Democrats and Republicans alike will be watching Tuesday's local races closely for what they could mean statewide, as key county executive offices are up for re-election.
“Usually they're a bit of a talisman,” said SUNY Albany professor Bruce Gyory. “The county executive races tend to predict what's going to happen in some of those key counties in terms of partisan balance.”
Democratic county executives in Erie in western New York and Suffolk on Long Island are seeking re-election. In Dutchess County, Republican Marc Molinaro is seeking another term after losing the governor's race in 2018 against Democrat Andrew Cuomo.
Gyory says the campaigns could be key for how either party will fare next year, providing a barometer for local-level enthusiasm.

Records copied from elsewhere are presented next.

use chrono::{DateTime, Utc};
use gym_core::model::{
    Category, ConfidenceRating, Difficulty, PracticeSession, QualityRating, Question, QuestionId,
    SessionId, UserId,
};
use sqlx::Row;

use crate::repository::StorageError;

pub(crate) fn ser<E: core::fmt::Display>(e: E) -> StorageError {
    StorageError::Serialization(e.to_string())
}

fn rating_from_i64(field: &'static str, v: Option<i64>) -> Result<Option<u8>, StorageError> {
    v.map(|raw| {
        u8::try_from(raw).map_err(|_| StorageError::Serialization(format!("invalid {field}: {raw}")))
    })
    .transpose()
}

pub(crate) fn map_question_row(row: &sqlx::sqlite::SqliteRow) -> Result<Question, StorageError> {
    let id: String = row.try_get("id").map_err(ser)?;
    let category: String = row.try_get("category").map_err(ser)?;
    let text: String = row.try_get("text").map_err(ser)?;
    let difficulty: String = row.try_get("difficulty").map_err(ser)?;
    let context: Option<String> = row.try_get("context").map_err(ser)?;

    let question = Question::new(
        QuestionId::new(id),
        Category::from_label(&category),
        text,
        Difficulty::parse(&difficulty).map_err(ser)?,
    )
    .map_err(ser)?;

    Ok(match context {
        Some(context) => question.with_context(context),
        None => question,
    })
}

pub(crate) fn map_session_row(
    row: &sqlx::sqlite::SqliteRow,
) -> Result<PracticeSession, StorageError> {
    let id: String = row.try_get("id").map_err(ser)?;
    let user_id: String = row.try_get("user_id").map_err(ser)?;
    let question_id: String = row.try_get("question_id").map_err(ser)?;

    let confidence = rating_from_i64("confidence", row.try_get("confidence").map_err(ser)?)?
        .map(ConfidenceRating::new)
        .transpose()
        .map_err(ser)?;
    let quality = rating_from_i64("quality", row.try_get("quality").map_err(ser)?)?
        .map(QualityRating::new)
        .transpose()
        .map_err(ser)?;

    let notes: Option<String> = row.try_get("notes").map_err(ser)?;
    let duration: i64 = row.try_get("duration_secs").map_err(ser)?;
    let duration_secs = u32::try_from(duration)
        .map_err(|_| StorageError::Serialization(format!("invalid duration_secs: {duration}")))?;
    let created_at: DateTime<Utc> = row.try_get("created_at").map_err(ser)?;
    let completed_at: Option<DateTime<Utc>> = row.try_get("completed_at").map_err(ser)?;

    PracticeSession::from_persisted(
        SessionId::new(id),
        UserId::new(user_id),
        QuestionId::new(question_id),
        confidence,
        quality,
        notes,
        duration_secs,
        created_at,
        completed_at,
    )
    .map_err(ser)
}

"If the Republicans were able to win either of those, it would get peoples' attention,” said Gyory. “On the other hand, if the Democrats hold them, particularly since they're both swing counties in statewide races, it would be a little deflating to Republicans.”
Republicans, however, see opportunities around the state, arguing Democratic rule in New York has moved the pendulum toward the GOP.
“That's a message that we need to be out there and communicating and it really starts at the local level,” said state GOP spokeswoman Jessica Proud.
Proud says Republicans are fielding a strong slate of local candidates this year.
“They're the closest to the taxpayer, they're the ones delivering the service and they know the people in their area, so they are the greatest ambassadors we have for the party,” said Proud.
This was also the first year New York had nine days of early voting, with an estimated statewide turnout of 1.9 percent.